我需要获取下一页中列出的所有关注者的网络链接。

https://www.researchgate.net/topic/biotechnology

目前,该主题有206770个关注者。当我单击“查看全部”按钮时,将出现一个弹出列表,其中列出了列表,并且当我按下时它会继续扩展。

https://www.researchgate.net/profile/Kestutis_Sasnauskas
...

以上是热门关注者的链接。有没有办法让所有206770位关注者获得Web链接?

最佳答案

这可以通过使用rvestRSelenium来完成。后者是最需要的,前者会使您的生活更轻松。

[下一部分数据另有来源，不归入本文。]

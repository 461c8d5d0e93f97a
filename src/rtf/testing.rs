//! Deterministic engine and renderer for tests.

use super::engine::{CharacterOffsets, FONT_ENGINE_VERSION, FontEngine, FontRequest, Renderer};
use super::types::{FontFamily, FontStyle};
use crate::common::{Color, Point, Rect};
use std::cell::RefCell;
use std::rc::Rc;

/// Pixels per character.
pub const ADVANCE: i32 = 10;

#[derive(Debug, Clone, PartialEq, Eq)]
pub struct TestFont {
    pub serial: usize,
    pub name: String,
    pub family: FontFamily,
    pub charset: i32,
    pub size: i32,
    pub style: FontStyle,
}

#[derive(Debug, Default)]
struct Counters {
    created: usize,
    freed: Vec<usize>,
}

/// Every character is `ADVANCE` pixels wide and the line spacing equals the
/// point size. Counters are shared between clones so a test can keep a
/// handle after moving the engine into a context.
#[derive(Debug, Clone)]
pub struct FixedPitchEngine {
    version: u32,
    fallback: bool,
    truncate_offsets: bool,
    counters: Rc<RefCell<Counters>>,
}

impl Default for FixedPitchEngine {
    fn default() -> Self {
        Self {
            version: FONT_ENGINE_VERSION,
            fallback: true,
            truncate_offsets: false,
            counters: Rc::default(),
        }
    }
}

impl FixedPitchEngine {
    pub fn new() -> Self {
        Self::default()
    }

    /// Refuse requests with an empty font name.
    pub fn without_fallback(mut self) -> Self {
        self.fallback = false;
        self
    }

    /// Measure text without the final boundary entry.
    pub fn with_truncated_offsets(mut self) -> Self {
        self.truncate_offsets = true;
        self
    }

    pub fn with_version(mut self, version: u32) -> Self {
        self.version = version;
        self
    }

    pub fn created(&self) -> usize {
        self.counters.borrow().created
    }

    pub fn freed(&self) -> usize {
        self.counters.borrow().freed.len()
    }
}

impl FontEngine for FixedPitchEngine {
    type Font = TestFont;
    type GlyphRun = (String, Color);

    fn version(&self) -> u32 {
        self.version
    }

    fn create_font(&mut self, request: &FontRequest<'_>) -> Option<TestFont> {
        if request.name.is_empty() && !self.fallback {
            return None;
        }
        let mut counters = self.counters.borrow_mut();
        counters.created += 1;
        Some(TestFont {
            serial: counters.created,
            name: request.name.to_owned(),
            family: request.family,
            charset: request.charset,
            size: request.size,
            style: request.style,
        })
    }

    fn free_font(&mut self, font: TestFont) {
        let mut counters = self.counters.borrow_mut();
        assert!(
            !counters.freed.contains(&font.serial),
            "font {} freed twice",
            font.serial
        );
        counters.freed.push(font.serial);
    }

    fn line_spacing(&self, font: &TestFont) -> i32 {
        font.size
    }

    fn character_offsets(&self, _font: &TestFont, text: &str) -> CharacterOffsets {
        let mut offsets = CharacterOffsets::default();
        let mut width = 0;
        for (index, _) in text.char_indices() {
            offsets.bytes.push(index);
            offsets.pixels.push(width);
            width += ADVANCE;
        }
        if !self.truncate_offsets {
            offsets.bytes.push(text.len());
            offsets.pixels.push(width);
        }
        offsets
    }

    fn render_text(&mut self, _font: &TestFont, text: &str, color: Color) -> Option<(String, Color)> {
        Some((text.to_owned(), color))
    }
}

/// Records every draw call.
#[derive(Debug, Default)]
pub struct RecordingRenderer {
    pub viewport: Rect,
    pub draws: Vec<(String, Point, Rect)>,
}

impl RecordingRenderer {
    pub fn new(viewport: Rect) -> Self {
        Self {
            viewport,
            draws: Vec::new(),
        }
    }
}

impl Renderer<(String, Color)> for RecordingRenderer {
    fn viewport(&self) -> Rect {
        self.viewport
    }

    fn draw(&mut self, glyphs: &(String, Color), position: Point, clip: Rect) {
        self.draws.push((glyphs.0.clone(), position, clip));
    }
}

从github RSelenium安装devtools::install_github("ropensci/RSelenium")rvest来自战队。

这是完成所需内容所需的代码。

siteUrl <- "http://www.researchgate.net/"
GateUrl <- "http://www.researchgate.net/publictopics.KeywordFollowersPeopleList.html?view=dialog&showFollowButton=1&followEvent=tp_followers_xflw&keywordId=4f15497280e582373c000000&offset="

library(rvest)
library(RSelenium)

checkForServer()
startServer()
remDrv <- remoteDriver()
remDrv$open(silent = FALSE)

i <- 0
profileUrls <- c()

for(j in 1:3){
  print(j)
  remDrv$navigate(paste0(GateUrl, i))
  l <- html(remDrv$getPageSource()[[1]])
  profileUrls <- c(profileUrls,
               paste0(siteUrl, l %>% html_nodes(".display-name") %>% xml_attr("href")))
  i <- length(profileUrls)+1

}

remDrv$close()
profileUrls


这里有几件事。您需要弄清楚j循环。我认为它在每个URL中都可以获取38个配置文件,因此j应该类似于for(j in 1:(followers/38))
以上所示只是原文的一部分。